### Work required
Give back an exact copy of the lines in the records below, from the line that has "filename src/backend/error.rs" through the line that has "to retry, ...).", and nothing besides.

### Source data
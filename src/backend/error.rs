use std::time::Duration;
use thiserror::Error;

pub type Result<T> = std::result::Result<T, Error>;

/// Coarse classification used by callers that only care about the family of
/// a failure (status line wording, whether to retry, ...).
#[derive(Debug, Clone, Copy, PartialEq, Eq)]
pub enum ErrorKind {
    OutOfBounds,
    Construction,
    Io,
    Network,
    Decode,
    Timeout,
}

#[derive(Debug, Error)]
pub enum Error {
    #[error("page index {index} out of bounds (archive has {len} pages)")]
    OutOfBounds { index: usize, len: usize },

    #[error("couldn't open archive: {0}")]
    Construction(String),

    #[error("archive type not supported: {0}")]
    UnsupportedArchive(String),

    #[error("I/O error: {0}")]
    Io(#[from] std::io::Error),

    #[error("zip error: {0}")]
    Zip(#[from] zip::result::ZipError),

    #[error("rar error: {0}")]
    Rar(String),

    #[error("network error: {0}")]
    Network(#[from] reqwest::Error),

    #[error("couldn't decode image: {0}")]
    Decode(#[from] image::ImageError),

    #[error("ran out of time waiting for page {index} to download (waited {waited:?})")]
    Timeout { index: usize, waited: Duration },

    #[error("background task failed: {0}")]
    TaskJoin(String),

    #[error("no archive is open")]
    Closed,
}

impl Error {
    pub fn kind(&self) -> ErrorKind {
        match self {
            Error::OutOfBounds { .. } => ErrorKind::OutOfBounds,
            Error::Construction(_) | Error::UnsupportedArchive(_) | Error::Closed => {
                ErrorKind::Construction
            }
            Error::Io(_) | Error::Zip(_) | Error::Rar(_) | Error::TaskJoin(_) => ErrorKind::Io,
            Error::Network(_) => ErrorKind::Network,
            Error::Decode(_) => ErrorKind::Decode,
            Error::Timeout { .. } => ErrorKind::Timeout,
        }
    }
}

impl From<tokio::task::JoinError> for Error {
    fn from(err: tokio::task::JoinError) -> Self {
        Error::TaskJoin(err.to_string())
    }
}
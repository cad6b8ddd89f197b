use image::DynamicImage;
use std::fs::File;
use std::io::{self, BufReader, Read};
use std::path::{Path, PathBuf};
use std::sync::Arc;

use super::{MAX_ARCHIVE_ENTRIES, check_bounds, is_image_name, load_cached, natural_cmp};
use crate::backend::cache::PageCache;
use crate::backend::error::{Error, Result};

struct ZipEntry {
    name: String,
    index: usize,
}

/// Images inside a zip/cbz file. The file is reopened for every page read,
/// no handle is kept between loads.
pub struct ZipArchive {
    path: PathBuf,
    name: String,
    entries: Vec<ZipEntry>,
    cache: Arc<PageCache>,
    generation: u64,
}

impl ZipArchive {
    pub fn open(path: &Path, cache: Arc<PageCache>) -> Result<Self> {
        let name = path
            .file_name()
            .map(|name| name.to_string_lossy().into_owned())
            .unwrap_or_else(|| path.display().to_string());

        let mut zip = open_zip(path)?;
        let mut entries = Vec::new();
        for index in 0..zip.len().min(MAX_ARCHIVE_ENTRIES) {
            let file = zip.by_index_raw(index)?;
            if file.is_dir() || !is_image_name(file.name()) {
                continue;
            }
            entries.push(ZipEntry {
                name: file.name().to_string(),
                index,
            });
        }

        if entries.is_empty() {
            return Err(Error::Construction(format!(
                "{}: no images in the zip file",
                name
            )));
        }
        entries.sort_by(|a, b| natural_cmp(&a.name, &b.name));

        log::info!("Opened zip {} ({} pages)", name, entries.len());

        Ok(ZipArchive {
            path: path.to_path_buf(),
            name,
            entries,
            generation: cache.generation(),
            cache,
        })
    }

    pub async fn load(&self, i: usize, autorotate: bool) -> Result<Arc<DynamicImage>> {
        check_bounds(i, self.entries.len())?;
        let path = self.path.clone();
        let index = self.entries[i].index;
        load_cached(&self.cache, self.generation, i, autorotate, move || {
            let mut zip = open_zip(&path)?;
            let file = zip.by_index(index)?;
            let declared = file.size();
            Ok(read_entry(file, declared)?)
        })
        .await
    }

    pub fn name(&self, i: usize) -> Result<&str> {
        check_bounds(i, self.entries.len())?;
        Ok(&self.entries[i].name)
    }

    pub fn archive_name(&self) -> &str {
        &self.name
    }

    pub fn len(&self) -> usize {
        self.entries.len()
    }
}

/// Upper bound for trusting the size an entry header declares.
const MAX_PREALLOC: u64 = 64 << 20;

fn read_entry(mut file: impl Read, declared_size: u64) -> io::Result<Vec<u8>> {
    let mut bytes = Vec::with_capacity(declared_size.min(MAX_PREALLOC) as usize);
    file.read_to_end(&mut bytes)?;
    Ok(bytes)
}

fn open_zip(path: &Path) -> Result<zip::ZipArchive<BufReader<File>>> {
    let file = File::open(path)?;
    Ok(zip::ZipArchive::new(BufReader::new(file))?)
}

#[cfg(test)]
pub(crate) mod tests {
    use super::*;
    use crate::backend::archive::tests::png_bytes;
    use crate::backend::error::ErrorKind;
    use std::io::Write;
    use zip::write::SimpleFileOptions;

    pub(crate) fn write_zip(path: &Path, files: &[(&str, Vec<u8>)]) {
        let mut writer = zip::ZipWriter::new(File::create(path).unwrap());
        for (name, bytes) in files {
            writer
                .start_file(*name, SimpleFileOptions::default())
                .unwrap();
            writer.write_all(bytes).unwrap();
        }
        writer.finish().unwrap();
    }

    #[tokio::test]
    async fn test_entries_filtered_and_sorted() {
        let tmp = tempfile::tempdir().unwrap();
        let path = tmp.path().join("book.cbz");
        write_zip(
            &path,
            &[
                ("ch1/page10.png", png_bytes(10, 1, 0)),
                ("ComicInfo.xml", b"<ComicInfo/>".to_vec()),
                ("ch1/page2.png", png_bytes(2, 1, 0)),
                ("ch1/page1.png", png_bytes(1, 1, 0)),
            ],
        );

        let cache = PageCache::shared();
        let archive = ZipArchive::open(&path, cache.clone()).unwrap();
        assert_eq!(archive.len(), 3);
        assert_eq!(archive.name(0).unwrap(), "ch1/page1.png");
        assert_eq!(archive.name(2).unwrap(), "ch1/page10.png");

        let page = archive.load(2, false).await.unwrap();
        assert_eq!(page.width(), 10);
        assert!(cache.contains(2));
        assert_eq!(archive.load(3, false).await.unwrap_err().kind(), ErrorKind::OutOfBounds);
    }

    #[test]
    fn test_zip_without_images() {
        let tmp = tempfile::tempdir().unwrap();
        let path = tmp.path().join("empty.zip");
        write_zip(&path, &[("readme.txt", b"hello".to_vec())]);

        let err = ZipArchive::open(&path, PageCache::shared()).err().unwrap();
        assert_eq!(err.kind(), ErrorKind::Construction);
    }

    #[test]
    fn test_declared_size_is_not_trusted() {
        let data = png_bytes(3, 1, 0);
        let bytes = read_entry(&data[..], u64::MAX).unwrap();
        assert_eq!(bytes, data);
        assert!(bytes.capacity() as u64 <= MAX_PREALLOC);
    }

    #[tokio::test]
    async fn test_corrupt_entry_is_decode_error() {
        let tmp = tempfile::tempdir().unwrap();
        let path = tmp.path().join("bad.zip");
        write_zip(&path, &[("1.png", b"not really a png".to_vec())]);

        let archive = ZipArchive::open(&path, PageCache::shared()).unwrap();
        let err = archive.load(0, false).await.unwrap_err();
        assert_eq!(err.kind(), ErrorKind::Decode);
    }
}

==

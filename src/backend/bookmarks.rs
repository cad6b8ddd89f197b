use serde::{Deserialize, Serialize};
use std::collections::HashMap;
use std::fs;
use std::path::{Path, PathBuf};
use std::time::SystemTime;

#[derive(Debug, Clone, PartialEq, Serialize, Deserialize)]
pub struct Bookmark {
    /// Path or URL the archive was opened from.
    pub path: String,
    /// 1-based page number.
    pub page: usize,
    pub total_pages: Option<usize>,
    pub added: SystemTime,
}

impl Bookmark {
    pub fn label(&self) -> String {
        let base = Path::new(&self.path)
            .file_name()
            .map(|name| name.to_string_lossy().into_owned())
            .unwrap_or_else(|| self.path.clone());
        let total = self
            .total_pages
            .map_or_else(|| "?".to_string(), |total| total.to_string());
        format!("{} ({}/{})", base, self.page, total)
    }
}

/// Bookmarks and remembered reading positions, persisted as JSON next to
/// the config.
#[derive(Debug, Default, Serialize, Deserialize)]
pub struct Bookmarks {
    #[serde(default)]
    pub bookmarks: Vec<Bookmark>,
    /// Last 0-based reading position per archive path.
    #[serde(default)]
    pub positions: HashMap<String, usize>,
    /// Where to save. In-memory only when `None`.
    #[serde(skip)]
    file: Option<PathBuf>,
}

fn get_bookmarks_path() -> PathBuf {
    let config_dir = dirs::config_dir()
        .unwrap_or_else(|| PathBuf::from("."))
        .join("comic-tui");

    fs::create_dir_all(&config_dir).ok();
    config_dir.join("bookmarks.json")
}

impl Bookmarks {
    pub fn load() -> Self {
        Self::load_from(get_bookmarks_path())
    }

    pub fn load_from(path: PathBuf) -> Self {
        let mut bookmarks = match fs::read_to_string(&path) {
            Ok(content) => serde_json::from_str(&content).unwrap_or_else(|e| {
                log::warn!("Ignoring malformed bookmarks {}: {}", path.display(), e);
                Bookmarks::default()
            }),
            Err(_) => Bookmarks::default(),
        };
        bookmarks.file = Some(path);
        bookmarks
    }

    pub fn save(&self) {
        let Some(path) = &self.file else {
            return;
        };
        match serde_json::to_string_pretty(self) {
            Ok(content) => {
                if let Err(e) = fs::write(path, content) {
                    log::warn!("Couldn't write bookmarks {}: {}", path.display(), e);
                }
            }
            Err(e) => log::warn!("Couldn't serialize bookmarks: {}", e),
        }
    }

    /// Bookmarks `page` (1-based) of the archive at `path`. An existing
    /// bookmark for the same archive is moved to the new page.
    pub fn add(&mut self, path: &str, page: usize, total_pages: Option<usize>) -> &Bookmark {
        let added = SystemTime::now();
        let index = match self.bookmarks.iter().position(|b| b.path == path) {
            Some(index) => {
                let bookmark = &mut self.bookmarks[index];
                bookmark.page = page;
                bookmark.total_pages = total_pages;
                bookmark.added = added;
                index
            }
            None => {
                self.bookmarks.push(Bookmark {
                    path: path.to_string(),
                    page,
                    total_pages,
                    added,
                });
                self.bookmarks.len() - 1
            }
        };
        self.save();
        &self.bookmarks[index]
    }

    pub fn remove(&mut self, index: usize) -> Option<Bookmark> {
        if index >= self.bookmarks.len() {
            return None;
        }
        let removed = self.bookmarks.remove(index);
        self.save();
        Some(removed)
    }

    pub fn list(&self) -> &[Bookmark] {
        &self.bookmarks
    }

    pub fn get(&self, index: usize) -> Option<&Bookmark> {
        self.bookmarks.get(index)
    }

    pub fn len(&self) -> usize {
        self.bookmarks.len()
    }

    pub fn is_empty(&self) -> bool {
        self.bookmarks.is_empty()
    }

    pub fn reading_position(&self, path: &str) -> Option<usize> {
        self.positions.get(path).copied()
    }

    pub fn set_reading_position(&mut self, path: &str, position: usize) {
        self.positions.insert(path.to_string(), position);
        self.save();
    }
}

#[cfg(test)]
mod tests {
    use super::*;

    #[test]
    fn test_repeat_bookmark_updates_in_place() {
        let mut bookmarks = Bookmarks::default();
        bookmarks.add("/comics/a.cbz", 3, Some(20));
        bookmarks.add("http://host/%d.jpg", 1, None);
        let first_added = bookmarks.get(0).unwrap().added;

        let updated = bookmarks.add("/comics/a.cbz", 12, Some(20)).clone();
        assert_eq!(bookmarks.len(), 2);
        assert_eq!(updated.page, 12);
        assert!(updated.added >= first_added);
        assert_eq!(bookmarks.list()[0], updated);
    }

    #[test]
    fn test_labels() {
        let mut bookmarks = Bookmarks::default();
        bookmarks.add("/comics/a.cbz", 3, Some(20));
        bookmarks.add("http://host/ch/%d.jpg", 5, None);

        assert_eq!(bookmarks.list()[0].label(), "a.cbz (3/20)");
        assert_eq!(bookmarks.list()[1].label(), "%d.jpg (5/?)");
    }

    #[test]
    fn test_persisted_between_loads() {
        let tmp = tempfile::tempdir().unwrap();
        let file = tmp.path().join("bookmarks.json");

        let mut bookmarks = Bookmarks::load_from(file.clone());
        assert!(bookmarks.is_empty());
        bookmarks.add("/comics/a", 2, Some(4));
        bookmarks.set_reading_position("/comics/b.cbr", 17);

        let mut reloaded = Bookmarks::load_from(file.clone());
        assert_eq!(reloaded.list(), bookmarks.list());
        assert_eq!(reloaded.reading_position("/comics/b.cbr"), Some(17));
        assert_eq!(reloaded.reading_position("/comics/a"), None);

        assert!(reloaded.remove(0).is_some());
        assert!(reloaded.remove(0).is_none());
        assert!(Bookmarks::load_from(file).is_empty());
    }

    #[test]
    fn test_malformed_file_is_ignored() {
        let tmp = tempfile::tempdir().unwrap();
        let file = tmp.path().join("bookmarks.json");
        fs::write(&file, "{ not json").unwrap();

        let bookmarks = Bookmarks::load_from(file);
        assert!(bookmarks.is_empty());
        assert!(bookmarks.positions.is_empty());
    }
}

### Task solution
filename src/backend/error.rs
use std::time::Duration;
use thiserror::Error;

pub type Result<T> = std::result::Result<T, Error>;

/// Coarse classification used by callers that only care about the family of
/// a failure (status line wording, whether to retry, ...).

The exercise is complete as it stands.